**What you should do:** An exact transcription of the data below, complete and unaltered, is the expected answer.

(Dataset entries)
────────────────────

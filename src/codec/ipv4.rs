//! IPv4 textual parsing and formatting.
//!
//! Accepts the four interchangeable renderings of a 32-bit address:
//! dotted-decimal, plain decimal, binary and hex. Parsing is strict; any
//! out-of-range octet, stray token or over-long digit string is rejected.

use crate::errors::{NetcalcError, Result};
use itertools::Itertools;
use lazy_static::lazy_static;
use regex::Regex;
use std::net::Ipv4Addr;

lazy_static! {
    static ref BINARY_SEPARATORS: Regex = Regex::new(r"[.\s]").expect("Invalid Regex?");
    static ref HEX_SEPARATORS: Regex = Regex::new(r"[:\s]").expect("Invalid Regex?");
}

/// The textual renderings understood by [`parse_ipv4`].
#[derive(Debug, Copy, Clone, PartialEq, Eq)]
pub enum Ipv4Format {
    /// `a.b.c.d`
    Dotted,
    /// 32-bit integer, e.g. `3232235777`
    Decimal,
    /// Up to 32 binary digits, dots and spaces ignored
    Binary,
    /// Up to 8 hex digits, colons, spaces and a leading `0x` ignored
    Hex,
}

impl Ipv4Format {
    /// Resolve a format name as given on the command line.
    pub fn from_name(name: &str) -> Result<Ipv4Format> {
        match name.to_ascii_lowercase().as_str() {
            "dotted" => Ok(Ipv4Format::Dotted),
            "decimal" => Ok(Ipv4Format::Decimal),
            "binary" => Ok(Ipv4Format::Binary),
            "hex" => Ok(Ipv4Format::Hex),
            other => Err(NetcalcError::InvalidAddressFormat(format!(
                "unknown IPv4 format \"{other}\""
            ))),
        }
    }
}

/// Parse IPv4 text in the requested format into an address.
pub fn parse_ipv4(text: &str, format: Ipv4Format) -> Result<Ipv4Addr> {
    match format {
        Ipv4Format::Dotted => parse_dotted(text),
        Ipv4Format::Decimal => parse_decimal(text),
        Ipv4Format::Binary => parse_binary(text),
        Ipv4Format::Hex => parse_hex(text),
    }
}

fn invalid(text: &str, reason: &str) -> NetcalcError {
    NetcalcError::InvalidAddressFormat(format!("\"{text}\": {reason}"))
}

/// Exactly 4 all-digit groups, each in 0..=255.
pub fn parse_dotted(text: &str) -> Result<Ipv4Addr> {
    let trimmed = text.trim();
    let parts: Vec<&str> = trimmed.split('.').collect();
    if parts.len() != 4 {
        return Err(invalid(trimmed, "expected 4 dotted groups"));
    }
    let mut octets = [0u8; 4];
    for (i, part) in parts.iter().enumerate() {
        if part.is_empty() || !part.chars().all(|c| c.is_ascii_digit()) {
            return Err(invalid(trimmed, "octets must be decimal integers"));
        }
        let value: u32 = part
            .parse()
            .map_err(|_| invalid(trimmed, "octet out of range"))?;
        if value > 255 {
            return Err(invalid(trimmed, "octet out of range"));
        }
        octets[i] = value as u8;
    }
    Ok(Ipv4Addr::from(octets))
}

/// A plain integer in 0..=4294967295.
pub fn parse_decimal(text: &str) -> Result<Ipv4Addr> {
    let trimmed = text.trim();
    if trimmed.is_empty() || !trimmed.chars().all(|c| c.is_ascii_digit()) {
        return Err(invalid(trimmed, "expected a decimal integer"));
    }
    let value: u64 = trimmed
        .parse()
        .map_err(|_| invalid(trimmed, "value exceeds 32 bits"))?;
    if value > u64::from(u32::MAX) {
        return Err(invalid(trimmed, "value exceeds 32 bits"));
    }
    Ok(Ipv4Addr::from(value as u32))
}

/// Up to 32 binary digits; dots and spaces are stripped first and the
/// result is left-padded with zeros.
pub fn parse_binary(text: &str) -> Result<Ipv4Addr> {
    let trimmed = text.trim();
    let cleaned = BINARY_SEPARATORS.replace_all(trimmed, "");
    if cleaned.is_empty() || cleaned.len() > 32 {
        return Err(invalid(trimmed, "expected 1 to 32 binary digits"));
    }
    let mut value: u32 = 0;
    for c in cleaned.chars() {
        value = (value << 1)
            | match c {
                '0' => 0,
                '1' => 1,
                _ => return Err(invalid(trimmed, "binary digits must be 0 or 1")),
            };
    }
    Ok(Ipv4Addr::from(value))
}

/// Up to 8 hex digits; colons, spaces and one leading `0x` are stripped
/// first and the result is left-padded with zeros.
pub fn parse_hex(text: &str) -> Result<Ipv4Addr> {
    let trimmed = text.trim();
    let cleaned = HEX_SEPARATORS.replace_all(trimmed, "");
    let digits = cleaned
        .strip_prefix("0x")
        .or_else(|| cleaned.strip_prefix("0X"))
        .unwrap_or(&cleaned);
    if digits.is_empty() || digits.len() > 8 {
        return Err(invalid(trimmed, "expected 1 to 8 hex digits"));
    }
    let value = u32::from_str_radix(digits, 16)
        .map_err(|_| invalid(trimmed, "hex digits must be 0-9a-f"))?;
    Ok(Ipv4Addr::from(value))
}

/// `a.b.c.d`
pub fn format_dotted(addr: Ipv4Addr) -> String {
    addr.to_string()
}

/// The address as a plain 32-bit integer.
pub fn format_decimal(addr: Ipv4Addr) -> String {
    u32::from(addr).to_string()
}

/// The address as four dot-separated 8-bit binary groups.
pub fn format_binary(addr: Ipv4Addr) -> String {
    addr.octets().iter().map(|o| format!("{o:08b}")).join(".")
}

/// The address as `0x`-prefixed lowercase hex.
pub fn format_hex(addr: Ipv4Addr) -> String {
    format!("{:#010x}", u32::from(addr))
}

────────────────────

**Solution to this exercise:**
filename src/codec/ipv4.rs
//! IPv4 textual parsing and formatting.
//!
//! Accepts the four interchangeable renderings of a 32-bit address:
//! dotted-decimal, plain decimal, binary and hex. Parsing is strict; any
//! out-of-range octet, stray token or over-long digit string is rejected.

use crate::errors::{NetcalcError, Result};
use itertools::Itertools;
use lazy_static::lazy_static;
use regex::Regex;
use std::net::Ipv4Addr;

lazy_static! {
    static ref BINARY_SEPARATORS: Regex = Regex::new(r"[.\s]").expect("Invalid Regex?");
    static ref HEX_SEPARATORS: Regex = Regex::new(r"[:\s]").expect("Invalid Regex?");
}

/// The textual renderings understood by [`parse_ipv4`].
#[derive(Debug, Copy, Clone, PartialEq, Eq)]
pub enum Ipv4Format {
    /// `a.b.c.d`
    Dotted,
    /// 32-bit integer, e.g. `3232235777`
    Decimal,
    /// Up to 32 binary digits, dots and spaces ignored
    Binary,
    /// Up to 8 hex digits, colons, spaces and a leading `0x` ignored
    Hex,
}

impl Ipv4Format {
    /// Resolve a format name as given on the command line.
    pub fn from_name(name: &str) -> Result<Ipv4Format> {
        match name.to_ascii_lowercase().as_str() {
            "dotted" => Ok(Ipv4Format::Dotted),
            "decimal" => Ok(Ipv4Format::Decimal),
            "binary" => Ok(Ipv4Format::Binary),
            "hex" => Ok(Ipv4Format::Hex),
            other => Err(NetcalcError::InvalidAddressFormat(format!(
                "unknown IPv4 format \"{other}\""
            ))),
        }
    }
}

/// Parse IPv4 text in the requested format into an address.
pub fn parse_ipv4(text: &str, format: Ipv4Format) -> Result<Ipv4Addr> {
    match format {
        Ipv4Format::Dotted => parse_dotted(text),
        Ipv4Format::Decimal => parse_decimal(text),
        Ipv4Format::Binary => parse_binary(text),
        Ipv4Format::Hex => parse_hex(text),
    }
}

fn invalid(text: &str, reason: &str) -> NetcalcError {
    NetcalcError::InvalidAddressFormat(format!("\"{text}\": {reason}"))
}

/// Exactly 4 all-digit groups, each in 0..=255.
pub fn parse_dotted(text: &str) -> Result<Ipv4Addr> {
    let trimmed = text.trim();
    let parts: Vec<&str> = trimmed.split('.').collect();
    if parts.len() != 4 {
        return Err(invalid(trimmed, "expected 4 dotted groups"));
    }
    let mut octets = [0u8; 4];
    for (i, part) in parts.iter().enumerate() {
        if part.is_empty() || !part.chars().all(|c| c.is_ascii_digit()) {
            return Err(invalid(trimmed, "octets must be decimal integers"));
        }
        let value: u32 = part
            .parse()
            .map_err(|_| invalid(trimmed, "octet out of range"))?;
        if value > 255 {
            return Err(invalid(trimmed, "octet out of range"));
        }
        octets[i] = value as u8;
    }
    Ok(Ipv4Addr::from(octets))
}

/// A plain integer in 0..=4294967295.
pub fn parse_decimal(text: &str) -> Result<Ipv4Addr> {
    let trimmed = text.trim();
    if trimmed.is_empty() || !trimmed.chars().all(|c| c.is_ascii_digit()) {
        return Err(invalid(trimmed, "expected a decimal integer"));
    }
    let value: u64 = trimmed
        .parse()
        .map_err(|_| invalid(trimmed, "value exceeds 32 bits"))?;
    if value > u64::from(u32::MAX) {
        return Err(invalid(trimmed, "value exceeds 32 bits"));
    }
    Ok(Ipv4Addr::from(value as u32))
}

/// Up to 32 binary digits; dots and spaces are stripped first and the
/// result is left-padded with zeros.
pub fn parse_binary(text: &str) -> Result<Ipv4Addr> {
    let trimmed = text.trim();
    let cleaned = BINARY_SEPARATORS.replace_all(trimmed, "");
    if cleaned.is_empty() || cleaned.len() > 32 {
        return Err(invalid(trimmed, "expected 1 to 32 binary digits"));
    }
    let mut value: u32 = 0;
    for c in cleaned.chars() {
        value = (value << 1)
            | match c {
                '0' => 0,
                '1' => 1,
                _ => return Err(invalid(trimmed, "binary digits must be 0 or 1")),
            };
    }
    Ok(Ipv4Addr::from(value))
}

/// Up to 8 hex digits; colons, spaces and one leading `0x` are stripped
/// first and the result is left-padded with zeros.
pub fn parse_hex(text: &str) -> Result<Ipv4Addr> {
    let trimmed = text.trim();
    let cleaned = HEX_SEPARATORS.replace_all(trimmed, "");
    let digits = cleaned
        .strip_prefix("0x")
        .or_else(|| cleaned.strip_prefix("0X"))
        .unwrap_or(&cleaned);
    if digits.is_empty() || digits.len() > 8 {
        return Err(invalid(trimmed, "expected 1 to 8 hex digits"));
    }
    let value = u32::from_str_radix(digits, 16)
        .map_err(|_| invalid(trimmed, "hex digits must be 0-9a-f"))?;
    Ok(Ipv4Addr::from(value))
}

/// `a.b.c.d`
pub fn format_dotted(addr: Ipv4Addr) -> String {
    addr.to_string()
}

/// The address as a plain 32-bit integer.
pub fn format_decimal(addr: Ipv4Addr) -> String {
    u32::from(addr).to_string()
}

/// The address as four dot-separated 8-bit binary groups.
pub fn format_binary(addr: Ipv4Addr) -> String {
    addr.octets().iter().map(|o| format!("{o:08b}")).join(".")
}

/// The address as `0x`-prefixed lowercase hex.
pub fn format_hex(addr: Ipv4Addr) -> String {
    format!("{:#010x}", u32::from(addr))
}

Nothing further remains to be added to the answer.